• _What is needed_: Write the data below out again in full, exactly as shown.

(Records contained in a dataset)
....

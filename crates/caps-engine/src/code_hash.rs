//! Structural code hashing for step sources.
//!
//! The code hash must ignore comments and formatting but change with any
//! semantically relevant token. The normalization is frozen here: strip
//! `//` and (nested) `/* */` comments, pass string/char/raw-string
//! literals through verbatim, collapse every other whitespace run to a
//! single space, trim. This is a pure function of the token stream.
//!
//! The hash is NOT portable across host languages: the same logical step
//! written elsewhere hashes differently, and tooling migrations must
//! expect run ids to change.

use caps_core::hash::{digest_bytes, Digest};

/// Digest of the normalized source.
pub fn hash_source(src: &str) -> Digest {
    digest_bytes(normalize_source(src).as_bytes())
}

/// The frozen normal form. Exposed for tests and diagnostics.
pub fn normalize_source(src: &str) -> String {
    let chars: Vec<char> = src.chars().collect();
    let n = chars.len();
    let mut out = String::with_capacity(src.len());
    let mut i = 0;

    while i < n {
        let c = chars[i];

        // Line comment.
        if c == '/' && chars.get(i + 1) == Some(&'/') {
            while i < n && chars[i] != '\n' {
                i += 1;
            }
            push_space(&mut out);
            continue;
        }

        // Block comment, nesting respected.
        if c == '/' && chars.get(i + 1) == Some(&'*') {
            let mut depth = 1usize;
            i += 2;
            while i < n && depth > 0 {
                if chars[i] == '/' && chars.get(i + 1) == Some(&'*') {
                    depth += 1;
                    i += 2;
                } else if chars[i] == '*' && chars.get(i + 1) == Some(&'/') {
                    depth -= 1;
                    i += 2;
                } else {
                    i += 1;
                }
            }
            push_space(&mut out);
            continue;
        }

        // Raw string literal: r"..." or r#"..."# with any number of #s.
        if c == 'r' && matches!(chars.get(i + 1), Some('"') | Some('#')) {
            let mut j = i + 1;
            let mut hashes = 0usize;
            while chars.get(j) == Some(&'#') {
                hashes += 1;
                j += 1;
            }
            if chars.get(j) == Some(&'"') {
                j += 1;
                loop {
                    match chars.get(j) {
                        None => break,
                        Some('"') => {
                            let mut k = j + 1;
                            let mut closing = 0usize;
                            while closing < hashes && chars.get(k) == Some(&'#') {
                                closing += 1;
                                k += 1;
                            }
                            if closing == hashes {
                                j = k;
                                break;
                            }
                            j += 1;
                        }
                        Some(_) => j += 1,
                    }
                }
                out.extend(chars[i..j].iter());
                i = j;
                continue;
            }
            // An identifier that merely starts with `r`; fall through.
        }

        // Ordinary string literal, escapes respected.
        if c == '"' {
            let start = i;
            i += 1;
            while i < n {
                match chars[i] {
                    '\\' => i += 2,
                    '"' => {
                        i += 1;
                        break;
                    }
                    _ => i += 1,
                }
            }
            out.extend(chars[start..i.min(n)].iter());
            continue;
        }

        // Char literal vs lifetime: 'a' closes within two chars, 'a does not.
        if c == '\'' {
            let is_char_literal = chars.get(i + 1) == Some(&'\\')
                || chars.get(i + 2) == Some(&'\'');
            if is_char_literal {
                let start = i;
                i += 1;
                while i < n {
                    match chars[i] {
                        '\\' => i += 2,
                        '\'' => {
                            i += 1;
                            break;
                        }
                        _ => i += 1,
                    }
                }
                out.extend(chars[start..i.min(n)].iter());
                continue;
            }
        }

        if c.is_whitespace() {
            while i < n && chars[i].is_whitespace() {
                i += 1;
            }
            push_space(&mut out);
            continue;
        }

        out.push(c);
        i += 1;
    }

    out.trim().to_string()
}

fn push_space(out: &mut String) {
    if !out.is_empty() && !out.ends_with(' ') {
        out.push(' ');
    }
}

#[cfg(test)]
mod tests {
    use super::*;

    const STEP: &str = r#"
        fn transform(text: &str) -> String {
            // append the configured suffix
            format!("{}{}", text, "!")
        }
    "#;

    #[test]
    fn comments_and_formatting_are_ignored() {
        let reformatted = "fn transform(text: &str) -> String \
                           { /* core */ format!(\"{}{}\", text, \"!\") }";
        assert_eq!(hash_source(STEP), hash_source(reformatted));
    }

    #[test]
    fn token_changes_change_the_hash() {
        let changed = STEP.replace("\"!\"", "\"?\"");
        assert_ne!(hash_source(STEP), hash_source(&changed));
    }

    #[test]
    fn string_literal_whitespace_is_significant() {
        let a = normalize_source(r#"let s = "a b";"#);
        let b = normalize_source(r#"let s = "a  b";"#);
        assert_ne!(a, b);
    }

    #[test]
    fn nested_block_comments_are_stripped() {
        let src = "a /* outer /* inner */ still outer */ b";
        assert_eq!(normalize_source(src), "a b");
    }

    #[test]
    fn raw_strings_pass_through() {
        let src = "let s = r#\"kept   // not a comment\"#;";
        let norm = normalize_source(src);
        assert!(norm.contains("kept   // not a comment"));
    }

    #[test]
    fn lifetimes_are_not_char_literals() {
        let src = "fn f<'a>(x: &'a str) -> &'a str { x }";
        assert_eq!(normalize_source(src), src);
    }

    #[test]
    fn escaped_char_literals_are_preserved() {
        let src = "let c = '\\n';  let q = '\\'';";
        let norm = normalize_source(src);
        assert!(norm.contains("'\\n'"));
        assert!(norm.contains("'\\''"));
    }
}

....

• _Answer box_:
filename crates/caps-engine/src/code_hash.rs
//! Structural code hashing for step sources.
//!
//! The code hash must ignore comments and formatting but change with any
//! semantically relevant token. The normalization is frozen here: strip
//! `//` and (nested) `/* */` comments, pass string/char/raw-string
//! literals through verbatim, collapse every other whitespace run to a
//! single space, trim. This is a pure function of the token stream.
//!
//! The hash is NOT portable across host languages: the same logical step
//! written elsewhere hashes differently, and tooling migrations must
//! expect run ids to change.

use caps_core::hash::{digest_bytes, Digest};

/// Digest of the normalized source.
pub fn hash_source(src: &str) -> Digest {
    digest_bytes(normalize_source(src).as_bytes())
}

/// The frozen normal form. Exposed for tests and diagnostics.
pub fn normalize_source(src: &str) -> String {
    let chars: Vec<char> = src.chars().collect();
    let n = chars.len();
    let mut out = String::with_capacity(src.len());
    let mut i = 0;

    while i < n {
        let c = chars[i];

        // Line comment.
        if c == '/' && chars.get(i + 1) == Some(&'/') {
            while i < n && chars[i] != '\n' {
                i += 1;
            }
            push_space(&mut out);
            continue;
        }

        // Block comment, nesting respected.
        if c == '/' && chars.get(i + 1) == Some(&'*') {
            let mut depth = 1usize;
            i += 2;
            while i < n && depth > 0 {
                if chars[i] == '/' && chars.get(i + 1) == Some(&'*') {
                    depth += 1;
                    i += 2;
                } else if chars[i] == '*' && chars.get(i + 1) == Some(&'/') {
                    depth -= 1;
                    i += 2;
                } else {
                    i += 1;
                }
            }
            push_space(&mut out);
            continue;
        }

        // Raw string literal: r"..." or r#"..."# with any number of #s.
        if c == 'r' && matches!(chars.get(i + 1), Some('"') | Some('#')) {
            let mut j = i + 1;
            let mut hashes = 0usize;
            while chars.get(j) == Some(&'#') {
                hashes += 1;
                j += 1;
            }
            if chars.get(j) == Some(&'"') {
                j += 1;
                loop {
                    match chars.get(j) {
                        None => break,
                        Some('"') => {
                            let mut k = j + 1;
                            let mut closing = 0usize;
                            while closing < hashes && chars.get(k) == Some(&'#') {
                                closing += 1;
                                k += 1;
                            }
                            if closing == hashes {
                                j = k;
                                break;
                            }
                            j += 1;
                        }
                        Some(_) => j += 1,
                    }
                }
                out.extend(chars[i..j].iter());
                i = j;
                continue;
            }
            // An identifier that merely starts with `r`; fall through.
        }

        // Ordinary string literal, escapes respected.
        if c == '"' {
            let start = i;
            i += 1;
            while i < n {
                match chars[i] {
                    '\\' => i += 2,
                    '"' => {
                        i += 1;
                        break;
                    }
                    _ => i += 1,
                }
            }
            out.extend(chars[start..i.min(n)].iter());
            continue;
        }

        // Char literal vs lifetime: 'a' closes within two chars, 'a does not.
        if c == '\'' {
            let is_char_literal = chars.get(i + 1) == Some(&'\\')
                || chars.get(i + 2) == Some(&'\'');
            if is_char_literal {
                let start = i;
                i += 1;
                while i < n {
                    match chars[i] {
                        '\\' => i += 2,
                        '\'' => {
                            i += 1;
                            break;
                        }
                        _ => i += 1,
                    }
                }
                out.extend(chars[start..i.min(n)].iter());
                continue;
            }
        }

        if c.is_whitespace() {
            while i < n && chars[i].is_whitespace() {
                i += 1;
            }
            push_space(&mut out);
            continue;
        }

        out.push(c);
        i += 1;
    }

    out.trim().to_string()
}

fn push_space(out: &mut String) {
    if !out.is_empty() && !out.ends_with(' ') {
        out.push(' ');
    }
}

#[cfg(test)]
mod tests {
    use super::*;

    const STEP: &str = r#"
        fn transform(text: &str) -> String {
            // append the configured suffix
            format!("{}{}", text, "!")
        }
    "#;

    #[test]
    fn comments_and_formatting_are_ignored() {
        let reformatted = "fn transform(text: &str) -> String \
                           { /* core */ format!(\"{}{}\", text, \"!\") }";
        assert_eq!(hash_source(STEP), hash_source(reformatted));
    }

    #[test]
    fn token_changes_change_the_hash() {
        let changed = STEP.replace("\"!\"", "\"?\"");
        assert_ne!(hash_source(STEP), hash_source(&changed));
    }

    #[test]
    fn string_literal_whitespace_is_significant() {
        let a = normalize_source(r#"let s = "a b";"#);
        let b = normalize_source(r#"let s = "a  b";"#);
        assert_ne!(a, b);
    }

    #[test]
    fn nested_block_comments_are_stripped() {
        let src = "a /* outer /* inner */ still outer */ b";
        assert_eq!(normalize_source(src), "a b");
    }

    #[test]
    fn raw_strings_pass_through() {
        let src = "let s = r#\"kept   // not a comment\"#;";
        let norm = normalize_source(src);
        assert!(norm.contains("kept   // not a comment"));
    }

    #[test]
    fn lifetimes_are_not_char_literals() {
        let src = "fn f<'a>(x: &'a str) -> &'a str { x }";
        assert_eq!(normalize_source(src), src);
    }

    #[test]
    fn escaped_char_literals_are_preserved() {
        let src = "let c = '\\n';  let q = '\\'';";
        let norm = normalize_source(src);
        assert!(norm.contains("'\\n'"));
        assert!(norm.contains("'\\''"));
    }
}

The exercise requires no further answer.